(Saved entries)
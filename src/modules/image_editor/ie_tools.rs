use image::{DynamicImage, Rgb, RgbImage};
use image::imageops::FilterType;
use log::debug;
use crate::error::{EditorError, Result};
use super::ie_helpers::{Kernel, luma, merge_alpha, split_alpha, unsupported};
use super::ie_main::Snapshot;

/// Exact geometric transforms. Channel layout and alpha come through untouched.
#[derive(Debug, Clone, Copy, PartialEq, Eq)]
pub enum Transform { FlipHorizontal, FlipVertical, RotateClockwise, RotateCounterClockwise }

impl Transform {
    pub const ALL: [Transform; 4] = [
        Transform::FlipHorizontal, Transform::FlipVertical,
        Transform::RotateClockwise, Transform::RotateCounterClockwise,
    ];

    pub fn label(&self) -> &'static str {
        match self {
            Transform::FlipHorizontal => "Flip Horizontal",
            Transform::FlipVertical => "Flip Vertical",
            Transform::RotateClockwise => "Rotate CW",
            Transform::RotateCounterClockwise => "Rotate CCW",
        }
    }

    pub fn apply(&self, snapshot: &Snapshot) -> Result<Snapshot> {
        if snapshot.layout().is_none() { return Err(unsupported(snapshot)); }
        let img: &DynamicImage = snapshot.image();
        let out: DynamicImage = match self {
            Transform::FlipHorizontal => img.fliph(),
            Transform::FlipVertical => img.flipv(),
            Transform::RotateClockwise => img.rotate90(),
            Transform::RotateCounterClockwise => img.rotate270(),
        };
        debug!("{} -> {}x{}", self.label(), out.width(), out.height());
        Ok(Snapshot::new(out))
    }
}

/// Color filters. Alpha is split off first and reattached unchanged.
#[derive(Debug, Clone, Copy, PartialEq, Eq)]
pub enum Filter { Blur, Sepia, Grayscale, Edges }

impl Filter {
    pub const ALL: [Filter; 4] = [Filter::Blur, Filter::Sepia, Filter::Grayscale, Filter::Edges];

    pub fn label(&self) -> &'static str {
        match self {
            Filter::Blur => "Blur",
            Filter::Sepia => "Sepia",
            Filter::Grayscale => "Grayscale",
            Filter::Edges => "Find Edges",
        }
    }

    pub fn apply(&self, snapshot: &Snapshot) -> Result<Snapshot> {
        let (color, alpha) = split_alpha(snapshot)?;
        let filtered: RgbImage = match self {
            Filter::Blur => Kernel::blur().apply(&color),
            Filter::Edges => Kernel::edges().apply(&color),
            Filter::Grayscale => grayscale(color),
            Filter::Sepia => sepia(color),
        };
        debug!("{} applied to {} image", self.label(), snapshot.mode());
        Ok(Snapshot::new(merge_alpha(filtered, alpha)))
    }
}

fn grayscale(mut buf: RgbImage) -> RgbImage {
    for pixel in buf.pixels_mut() {
        let [r, g, b] = pixel.0;
        let l: u8 = luma(r, g, b);
        *pixel = Rgb([l, l, l]);
    }
    buf
}

fn sepia(mut buf: RgbImage) -> RgbImage {
    for pixel in buf.pixels_mut() {
        let [r, g, b] = pixel.0;
        let (rf, gf, bf) = (r as f32, g as f32, b as f32);
        pixel.0 = [
            (rf * 0.393 + gf * 0.769 + bf * 0.189).clamp(0.0, 255.0) as u8,
            (rf * 0.349 + gf * 0.686 + bf * 0.168).clamp(0.0, 255.0) as u8,
            (rf * 0.272 + gf * 0.534 + bf * 0.131).clamp(0.0, 255.0) as u8,
        ];
    }
    buf
}

/// Scales to exactly `width` x `height` with nearest-neighbour sampling.
pub fn resize(snapshot: &Snapshot, width: u32, height: u32) -> Result<Snapshot> {
    if width == 0 || height == 0 { return Err(EditorError::InvalidSize { width, height }); }
    if snapshot.layout().is_none() { return Err(unsupported(snapshot)); }
    let out: DynamicImage = snapshot.image().resize_exact(width, height, FilterType::Nearest);
    debug!("resize {} -> {}x{}", snapshot.size_label(), width, height);
    Ok(Snapshot::new(out))
}

/// Height that keeps the aspect ratio of `width` x `height` at `new_width`.
pub fn aspect_height(width: u32, height: u32, new_width: u32) -> u32 {
    if width == 0 { return height; }
    (height as f64 / width as f64 * new_width as f64) as u32
}

/// Width that keeps the aspect ratio of `width` x `height` at `new_height`.
pub fn aspect_width(width: u32, height: u32, new_height: u32) -> u32 {
    if height == 0 { return width; }
    (width as f64 / height as f64 * new_height as f64) as u32
}
//! Editing core of a raster image editor.
//!
//! [`modules::image_editor`] holds the linear edit [`History`] and the pure
//! [`Filter`]/[`Transform`] pipeline; [`Editor`] drives both the way the window
//! shell does, together with file I/O and persisted [`EditorSettings`].

#![warn(clippy::all, rust_2018_idioms)]

mod app;
pub mod error;
pub mod modules;

pub use app::{Editor, SaveAction, SaveRequest};
pub use error::{EditorError, Result};
pub use modules::EditorModule;
pub use modules::image_editor::{
    ActionState, ChannelLayout, Filter, History, Position, Snapshot, SourceInfo, Transform, Update, ZoomState,
};
pub use modules::settings::EditorSettings;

- [Problem details] Scan the preceding records line by line, and state how many lines contain "Kernel". Nothing else belongs in the answer.

- [Expected answer] 3